Samsung Biologics is a sister company of Samsung Electronics, the second largest company in the smart phone industry after Apple. “[The] Samsung Group is committed to building up its biopharma business in the same way as it did with its electronics business,” he explained, adding that 12 of the top 20 global pharma companies currently partner with the Korean player.

The CEO argues that, in the past, pharma companies looked at CMO partnerships as a risk mitigation exercise, however, the industry has realized that its core competencies are in R&D rather than building, operating and maintaining manufacturing facilities, thus opening doors for companies like Samsung and those in the greater South Korean ecosystem.

“Samsung Biologics has been able to perform very well against this backdrop, having noted right at the outbreak of the pandemic that this was going to be a long-term issue on which we needed to move quickly. For example, we rapidly set up a war room for the supply chain management organisation to ensure consistency of supply. From our base in Songdo International Business District (Songdo IBD), we have a critical mass of companies, including Saint-Gobain, Cytiva, Thermo Fisher Scientific, and Celltrion, which helps secure this supply chain,” Rim said.
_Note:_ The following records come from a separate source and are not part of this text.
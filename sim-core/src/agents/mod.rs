pub mod firm;
pub mod worker;

pub use firm::*;
pub use worker::*;
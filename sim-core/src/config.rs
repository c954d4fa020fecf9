//! Run configuration.
//!
//! Everything the step controller needs is carried by an immutable
//! [`SimConfig`]; grid and worker-pool construction is described separately
//! by [`ScenarioConfig`]. Both are validated before the first step.

use serde::{Deserialize, Serialize};
use tsify_next::Tsify;

use crate::error::ConfigError;
use crate::types::{Price, Sector, Step, Zone};

// === DEFAULTS ===

pub const DEFAULT_STEPS: Step = 20;
pub const DEFAULT_SEED: u64 = 42;
pub const DEFAULT_NEIGHBOR_RADIUS: u32 = 1;
pub const DEFAULT_MAX_FAILED_ATTEMPTS: u32 = 3;
pub const DEFAULT_JOB_SEARCH_SUCCESS_PROB: f64 = 0.5;

pub const DEFAULT_GRID_SIZE: u32 = 10;
pub const DEFAULT_WORKERS: usize = 80;
pub const DEFAULT_WAGE: Price = 15.0;
pub const DEFAULT_BUDGET: f64 = 1000.0;
pub const DEFAULT_REVENUE_PER_STEP: f64 = 14.0;
pub const DEFAULT_CAPACITY: u32 = 10;
pub const DEFAULT_AUTOMATION_PROB: f64 = 0.2;

// === SHOCKS ===

#[derive(Debug, Clone, Copy, PartialEq, Serialize, Deserialize, Tsify)]
#[tsify(into_wasm_abi, from_wasm_abi)]
#[serde(rename_all = "snake_case")]
pub enum ShockKind {
    /// Overwrite the wage of shock-zone firms in `sector` with `target_wage`.
    SectorOverride { target_wage: Price, sector: Sector },
    /// Add `delta` to the wage of every shock-zone firm.
    BroadAdditive { delta: Price },
}

#[derive(Debug, Clone, Copy, PartialEq, Serialize, Deserialize, Tsify)]
#[tsify(into_wasm_abi, from_wasm_abi)]
pub struct ShockConfig {
    /// Zero-based step at whose start the shock is applied.
    pub step: Step,
    pub kind: ShockKind,
}

// === FISCAL REGIME ===

/// Which resource constraint gates a firm's payroll.
#[derive(Debug, Clone, Copy, PartialEq, Eq, Serialize, Deserialize, Tsify)]
#[tsify(into_wasm_abi, from_wasm_abi)]
#[serde(rename_all = "snake_case")]
pub enum FiscalRegime {
    /// A budget stock, drawn down by each step's payroll.
    StockBudget,
    /// A fixed revenue flow compared against payroll every step.
    RevenueFlow,
}

// === SIMULATION CONFIG ===

#[derive(Debug, Clone, PartialEq, Serialize, Deserialize, Tsify)]
#[tsify(into_wasm_abi, from_wasm_abi)]
#[serde(default)]
pub struct SimConfig {
    pub steps: Step,
    pub seed: u64,
    pub neighbor_radius: u32,
    pub max_failed_attempts: u32,
    pub job_search_success_prob: f64,
    pub shock: Option<ShockConfig>,
}

impl Default for SimConfig {
    fn default() -> Self {
        Self {
            steps: DEFAULT_STEPS,
            seed: DEFAULT_SEED,
            neighbor_radius: DEFAULT_NEIGHBOR_RADIUS,
            max_failed_attempts: DEFAULT_MAX_FAILED_ATTEMPTS,
            job_search_success_prob: DEFAULT_JOB_SEARCH_SUCCESS_PROB,
            shock: None,
        }
    }
}

impl SimConfig {
    pub fn from_json(json: &str) -> Result<Self, ConfigError> {
        let config: SimConfig = serde_json::from_str(json)?;
        config.validate()?;
        Ok(config)
    }

    pub fn with_steps(mut self, steps: Step) -> Self {
        self.steps = steps;
        self
    }

    pub fn with_seed(mut self, seed: u64) -> Self {
        self.seed = seed;
        self
    }

    pub fn with_shock(mut self, shock: ShockConfig) -> Self {
        self.shock = Some(shock);
        self
    }

    pub fn with_job_search_success_prob(mut self, prob: f64) -> Self {
        self.job_search_success_prob = prob;
        self
    }

    pub fn validate(&self) -> Result<(), ConfigError> {
        if self.steps == 0 {
            return Err(ConfigError::ZeroSteps);
        }
        if self.neighbor_radius == 0 {
            return Err(ConfigError::ZeroRadius);
        }
        if self.max_failed_attempts == 0 {
            return Err(ConfigError::ZeroAttempts);
        }
        check_probability("job_search_success_prob", self.job_search_success_prob)?;

        if let Some(shock) = &self.shock {
            if shock.step >= self.steps {
                return Err(ConfigError::ShockStepOutOfRange {
                    step: shock.step,
                    steps: self.steps,
                });
            }
            match shock.kind {
                ShockKind::SectorOverride { target_wage, .. } => {
                    check_wage("shock target wage", target_wage)?;
                }
                ShockKind::BroadAdditive { delta } => {
                    if !delta.is_finite() {
                        return Err(ConfigError::NonPositiveWage {
                            context: "shock wage delta".to_string(),
                            wage: delta,
                        });
                    }
                }
            }
        }
        Ok(())
    }
}

// === SCENARIO CONFIG ===

/// How the grid of firms and pool of workers are built before a run.
#[derive(Debug, Clone, PartialEq, Serialize, Deserialize, Tsify)]
#[tsify(into_wasm_abi, from_wasm_abi)]
#[serde(default)]
pub struct ScenarioConfig {
    pub width: u32,
    pub height: u32,
    pub workers: usize,
    pub wage: Price,
    pub capacity: u32,
    pub automation_prob: f64,
    pub fiscal_regime: FiscalRegime,
    pub budget: f64,
    pub revenue_per_step: f64,
    pub shock_zone: Zone,
    /// Probability that a firm is drawn into the fast-food sector.
    pub fast_food_share: f64,
}

impl Default for ScenarioConfig {
    fn default() -> Self {
        Self {
            width: DEFAULT_GRID_SIZE,
            height: DEFAULT_GRID_SIZE,
            workers: DEFAULT_WORKERS,
            wage: DEFAULT_WAGE,
            capacity: DEFAULT_CAPACITY,
            automation_prob: DEFAULT_AUTOMATION_PROB,
            fiscal_regime: FiscalRegime::StockBudget,
            budget: DEFAULT_BUDGET,
            revenue_per_step: DEFAULT_REVENUE_PER_STEP,
            shock_zone: Zone::new(0..5, 0..5),
            fast_food_share: 1.0,
        }
    }
}

impl ScenarioConfig {
    pub fn from_json(json: &str) -> Result<Self, ConfigError> {
        let config: ScenarioConfig = serde_json::from_str(json)?;
        config.validate()?;
        Ok(config)
    }

    pub fn total_capacity(&self) -> u64 {
        self.width as u64 * self.height as u64 * self.capacity as u64
    }

    pub fn validate(&self) -> Result<(), ConfigError> {
        if self.width == 0 || self.height == 0 {
            return Err(ConfigError::EmptyGrid {
                width: self.width,
                height: self.height,
            });
        }
        check_wage("scenario default wage", self.wage)?;
        check_probability("automation_prob", self.automation_prob)?;
        check_probability("fast_food_share", self.fast_food_share)?;
        check_resource("scenario budget", self.budget)?;
        check_resource("scenario revenue_per_step", self.revenue_per_step)?;
        if self.workers as u64 > self.total_capacity() {
            return Err(ConfigError::InsufficientCapacity {
                workers: self.workers,
                capacity: self.total_capacity(),
            });
        }
        Ok(())
    }
}

pub(crate) fn check_probability(name: &'static str, value: f64) -> Result<(), ConfigError> {
    if (0.0..=1.0).contains(&value) {
        Ok(())
    } else {
        Err(ConfigError::InvalidProbability { name, value })
    }
}

pub(crate) fn check_resource(context: &str, value: f64) -> Result<(), ConfigError> {
    if value.is_finite() {
        Ok(())
    } else {
        Err(ConfigError::NonFiniteResource {
            context: context.to_string(),
            value,
        })
    }
}

pub(crate) fn check_wage(context: &str, wage: Price) -> Result<(), ConfigError> {
    if wage.is_finite() && wage >= 0.0 {
        Ok(())
    } else {
        Err(ConfigError::NonPositiveWage {
            context: context.to_string(),
            wage,
        })
    }
}
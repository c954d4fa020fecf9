//! Error types.
//!
//! Only setup and estimation can fail. Per-step operations are total over
//! well-formed state; a broken state machine panics instead.

use thiserror::Error;

use crate::types::{FirmCoord, Price, WorkerId};

/// Hiring into a full firm. Callers treat this as a normal negative result.
#[derive(Debug, Error, PartialEq, Eq, Clone, Copy)]
pub enum HireError {
    #[error("Firm {firm} is at capacity ({capacity})")]
    CapacityExceeded { firm: FirmCoord, capacity: u32 },
}

/// Errors from the difference-in-differences estimator.
#[derive(Debug, Error, PartialEq, Clone)]
pub enum DidError {
    #[error("Invalid {label} window [{start}, {end}] for series of length {len}")]
    InvalidWindow {
        label: &'static str,
        start: usize,
        end: usize,
        len: usize,
    },

    #[error("Treated and control series differ in length: {treated} vs {control}")]
    LengthMismatch { treated: usize, control: usize },

    #[error("Unknown metric series '{0}'")]
    UnknownSeries(String),
}

/// Errors that stop a run before its first step.
#[derive(Debug, Error)]
pub enum ConfigError {
    #[error("Wage {wage} at {context} is negative or not finite")]
    NonPositiveWage { context: String, wage: Price },

    #[error("{context} {value} is not finite")]
    NonFiniteResource { context: String, value: f64 },

    #[error("{name} must be a probability in [0, 1], got {value}")]
    InvalidProbability { name: &'static str, value: f64 },

    #[error("Step count must be positive")]
    ZeroSteps,

    #[error("Shock step {step} is outside the run of {steps} steps")]
    ShockStepOutOfRange { step: u64, steps: u64 },

    #[error("Neighbor radius must be positive")]
    ZeroRadius,

    #[error("max_failed_attempts must be positive")]
    ZeroAttempts,

    #[error("Grid must have at least one cell, got {width}x{height}")]
    EmptyGrid { width: u32, height: u32 },

    #[error("Cannot place {workers} workers into total capacity {capacity}")]
    InsufficientCapacity { workers: usize, capacity: u64 },

    #[error("Worker {worker:?} assignment is inconsistent with firm membership: {reason}")]
    InconsistentAssignment { worker: WorkerId, reason: String },

    #[error("Firm {firm} employs {employed} workers over capacity {capacity}")]
    OverCapacity {
        firm: FirmCoord,
        employed: usize,
        capacity: u32,
    },

    #[error("Invalid configuration JSON: {0}")]
    Parse(#[from] serde_json::Error),
}
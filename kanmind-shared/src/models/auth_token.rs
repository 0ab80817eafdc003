/// Bearer token storage
///
/// Each user holds at most one live token. Registration and login both go
/// through [`AuthToken::get_or_create`], so repeated logins hand back the same
/// key instead of minting a new one.
///
/// # Schema
///
/// ```sql
/// CREATE TABLE auth_tokens (
///     key VARCHAR(64) PRIMARY KEY,
///     user_id UUID NOT NULL UNIQUE REFERENCES users(id) ON DELETE CASCADE,
///     created_at TIMESTAMPTZ NOT NULL DEFAULT NOW()
/// );
/// ```

use chrono::{DateTime, Utc};
use serde::{Deserialize, Serialize};
use sqlx::PgPool;
use uuid::Uuid;

use crate::auth::token::generate_token;

/// Opaque bearer credential bound to one user
#[derive(Debug, Clone, Serialize, Deserialize, sqlx::FromRow)]
pub struct AuthToken {
    /// Token key presented in the Authorization header
    pub key: String,

    /// Owning user
    pub user_id: Uuid,

    /// When the token was issued
    pub created_at: DateTime<Utc>,
}

impl AuthToken {
    /// Returns the user's token, issuing one if none exists.
    ///
    /// Runs as a single upsert so concurrent logins converge on one row. The
    /// boolean is true when a new token was inserted.
    pub async fn get_or_create(pool: &PgPool, user_id: Uuid) -> Result<(Self, bool), sqlx::Error> {
        let (key, user_id, created_at, created): (String, Uuid, DateTime<Utc>, bool) =
            sqlx::query_as(
                r#"
                INSERT INTO auth_tokens (key, user_id)
                VALUES ($1, $2)
                ON CONFLICT (user_id) DO UPDATE SET user_id = EXCLUDED.user_id
                RETURNING key, user_id, created_at, (xmax = 0) AS created
                "#,
            )
            .bind(generate_token())
            .bind(user_id)
            .fetch_one(pool)
            .await?;

        Ok((
            Self {
                key,
                user_id,
                created_at,
            },
            created,
        ))
    }

    /// Looks up a token by its key
    pub async fn find_by_key(pool: &PgPool, key: &str) -> Result<Option<Self>, sqlx::Error> {
        let token = sqlx::query_as::<_, AuthToken>(
            "SELECT key, user_id, created_at FROM auth_tokens WHERE key = $1",
        )
        .bind(key)
        .fetch_optional(pool)
        .await?;

        Ok(token)
    }
}
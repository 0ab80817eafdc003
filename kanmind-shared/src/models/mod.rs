/// Database models for KanMind
///
/// Each entity is reached only through the associated functions on its type;
/// there are no ambient query objects.
///
/// - `user`: accounts and public user summaries
/// - `auth_token`: one opaque bearer token per user
/// - `board`: boards, membership and dashboard counters
/// - `task`: tasks with status, priority, assignee and reviewer
/// - `comment`: comments on tasks
///
/// # Example
///
/// ```no_run
/// use kanmind_shared::models::board::{Board, CreateBoard};
/// use sqlx::PgPool;
/// use uuid::Uuid;
///
/// # async fn example(pool: PgPool, owner_id: Uuid) -> Result<(), sqlx::Error> {
/// let board = Board::create(&pool, CreateBoard {
///     title: "Release 1.0".to_string(),
///     owner_id,
///     member_ids: vec![],
/// }).await?;
/// # Ok(())
/// # }
/// ```

pub mod auth_token;
pub mod board;
pub mod comment;
pub mod task;
pub mod user;
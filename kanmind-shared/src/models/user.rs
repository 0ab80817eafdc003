/// User model and database operations
///
/// Users are created at registration and authenticated at login. Boards,
/// tasks and comments reference users but never own them.
///
/// # Schema
///
/// ```sql
/// CREATE TABLE users (
///     id UUID PRIMARY KEY DEFAULT gen_random_uuid(),
///     email CITEXT NOT NULL UNIQUE,
///     password_hash VARCHAR(255) NOT NULL,
///     first_name VARCHAR(150) NOT NULL,
///     last_name VARCHAR(150) NOT NULL,
///     created_at TIMESTAMPTZ NOT NULL DEFAULT NOW(),
///     updated_at TIMESTAMPTZ NOT NULL DEFAULT NOW(),
///     last_login_at TIMESTAMPTZ
/// );
/// ```
///
/// # Example
///
/// ```no_run
/// use kanmind_shared::models::user::{CreateUser, User};
/// use sqlx::PgPool;
///
/// # async fn example(pool: PgPool) -> Result<(), sqlx::Error> {
/// let user = User::create(&pool, CreateUser {
///     email: "ada@example.com".to_string(),
///     password_hash: "$argon2id$...".to_string(),
///     first_name: "Ada".to_string(),
///     last_name: "Lovelace".to_string(),
/// }).await?;
///
/// let found = User::find_by_email(&pool, "ADA@example.com").await?;
/// assert_eq!(found.map(|u| u.id), Some(user.id));
/// # Ok(())
/// # }
/// ```

use chrono::{DateTime, Utc};
use serde::{Deserialize, Serialize};
use sqlx::PgPool;
use uuid::Uuid;

/// User account
///
/// The password hash is an Argon2id PHC string and is never serialized.
#[derive(Debug, Clone, Serialize, Deserialize, sqlx::FromRow)]
pub struct User {
    /// Unique user ID
    pub id: Uuid,

    /// Email address (case-insensitive, unique)
    pub email: String,

    /// Argon2id password hash
    #[serde(skip_serializing)]
    pub password_hash: String,

    /// Given name
    pub first_name: String,

    /// Family name (may contain spaces)
    pub last_name: String,

    /// When the account was created
    pub created_at: DateTime<Utc>,

    /// When the account was last updated
    pub updated_at: DateTime<Utc>,

    /// When the user last logged in
    pub last_login_at: Option<DateTime<Utc>>,
}

/// Input for creating a user
#[derive(Debug, Clone)]
pub struct CreateUser {
    /// Email address
    pub email: String,

    /// Argon2id password hash (NOT plaintext)
    pub password_hash: String,

    /// Given name
    pub first_name: String,

    /// Family name
    pub last_name: String,
}

/// Public projection of a user, safe to embed in any response
#[derive(Debug, Clone, PartialEq, Eq, Serialize, Deserialize, sqlx::FromRow)]
pub struct UserSummary {
    /// User ID
    pub id: Uuid,

    /// Email address
    pub email: String,

    /// "First Last"
    pub fullname: String,
}

impl User {
    /// Display name as entered at registration
    pub fn fullname(&self) -> String {
        format!("{} {}", self.first_name, self.last_name)
    }

    /// Public projection
    pub fn summary(&self) -> UserSummary {
        UserSummary {
            id: self.id,
            email: self.email.clone(),
            fullname: self.fullname(),
        }
    }

    /// Inserts a new user.
    ///
    /// # Errors
    ///
    /// Fails with a unique-constraint violation if the email is taken.
    pub async fn create(pool: &PgPool, data: CreateUser) -> Result<Self, sqlx::Error> {
        let user = sqlx::query_as::<_, User>(
            r#"
            INSERT INTO users (email, password_hash, first_name, last_name)
            VALUES ($1, $2, $3, $4)
            RETURNING id, email::TEXT AS email, password_hash, first_name, last_name,
                      created_at, updated_at, last_login_at
            "#,
        )
        .bind(data.email)
        .bind(data.password_hash)
        .bind(data.first_name)
        .bind(data.last_name)
        .fetch_one(pool)
        .await?;

        Ok(user)
    }

    /// Finds a user by ID
    pub async fn find_by_id(pool: &PgPool, id: Uuid) -> Result<Option<Self>, sqlx::Error> {
        let user = sqlx::query_as::<_, User>(
            r#"
            SELECT id, email::TEXT AS email, password_hash, first_name, last_name,
                   created_at, updated_at, last_login_at
            FROM users
            WHERE id = $1
            "#,
        )
        .bind(id)
        .fetch_optional(pool)
        .await?;

        Ok(user)
    }

    /// Finds a user by email address (case-insensitive via CITEXT)
    pub async fn find_by_email(pool: &PgPool, email: &str) -> Result<Option<Self>, sqlx::Error> {
        let user = sqlx::query_as::<_, User>(
            r#"
            SELECT id, email::TEXT AS email, password_hash, first_name, last_name,
                   created_at, updated_at, last_login_at
            FROM users
            WHERE email = $1::CITEXT
            "#,
        )
        .bind(email)
        .fetch_optional(pool)
        .await?;

        Ok(user)
    }

    /// Whether any account already uses this email
    pub async fn email_exists(pool: &PgPool, email: &str) -> Result<bool, sqlx::Error> {
        let exists: bool =
            sqlx::query_scalar("SELECT EXISTS(SELECT 1 FROM users WHERE email = $1::CITEXT)")
                .bind(email)
                .fetch_one(pool)
                .await?;

        Ok(exists)
    }

    /// Returns the subset of `ids` that identify existing users.
    pub async fn existing_ids(pool: &PgPool, ids: &[Uuid]) -> Result<Vec<Uuid>, sqlx::Error> {
        if ids.is_empty() {
            return Ok(Vec::new());
        }

        let found: Vec<Uuid> = sqlx::query_scalar("SELECT id FROM users WHERE id = ANY($1)")
            .bind(ids)
            .fetch_all(pool)
            .await?;

        Ok(found)
    }

    /// Loads public summaries for the given ids, ordered by name.
    pub async fn summaries(pool: &PgPool, ids: &[Uuid]) -> Result<Vec<UserSummary>, sqlx::Error> {
        if ids.is_empty() {
            return Ok(Vec::new());
        }

        let users = sqlx::query_as::<_, UserSummary>(
            r#"
            SELECT id, email::TEXT AS email, first_name || ' ' || last_name AS fullname
            FROM users
            WHERE id = ANY($1)
            ORDER BY first_name, last_name
            "#,
        )
        .bind(ids)
        .fetch_all(pool)
        .await?;

        Ok(users)
    }

    /// Deletes a user.
    ///
    /// Owned boards, memberships, comments and the token cascade; task
    /// assignee/reviewer references are set to NULL by the schema.
    pub async fn delete(pool: &PgPool, id: Uuid) -> Result<bool, sqlx::Error> {
        let result = sqlx::query("DELETE FROM users WHERE id = $1")
            .bind(id)
            .execute(pool)
            .await?;

        Ok(result.rows_affected() > 0)
    }

    /// Stamps `last_login_at`
    pub async fn update_last_login(pool: &PgPool, id: Uuid) -> Result<bool, sqlx::Error> {
        let result = sqlx::query(
            "UPDATE users SET last_login_at = NOW(), updated_at = NOW() WHERE id = $1",
        )
        .bind(id)
        .execute(pool)
        .await?;

        Ok(result.rows_affected() > 0)
    }
}

#[cfg(test)]
mod tests {
    use super::*;

    fn sample_user() -> User {
        User {
            id: Uuid::new_v4(),
            email: "grace@example.com".to_string(),
            password_hash: "$argon2id$secret".to_string(),
            first_name: "Grace".to_string(),
            last_name: "Brewster Hopper".to_string(),
            created_at: Utc::now(),
            updated_at: Utc::now(),
            last_login_at: None,
        }
    }

    #[test]
    fn test_fullname_joins_parts() {
        assert_eq!(sample_user().fullname(), "Grace Brewster Hopper");
    }

    #[test]
    fn test_summary_projection() {
        let user = sample_user();
        let summary = user.summary();
        assert_eq!(summary.id, user.id);
        assert_eq!(summary.email, "grace@example.com");
        assert_eq!(summary.fullname, "Grace Brewster Hopper");
    }

    #[test]
    fn test_password_hash_never_serialized() {
        let json = serde_json::to_value(sample_user()).unwrap();
        assert!(json.get("password_hash").is_none());
        assert_eq!(json["first_name"], "Grace");
    }
}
Asked about the government’s ambitious strategy, Rim argued that “while I cannot speak to the Korean government’s specific aims, I can say that the country is continuing to build a strong hub in biotechnology, particularly around Songdo IBD with a critical mass of companies establishing strong footprints. This trend looks set to continue as people live longer, technology improves, and incomes rise.”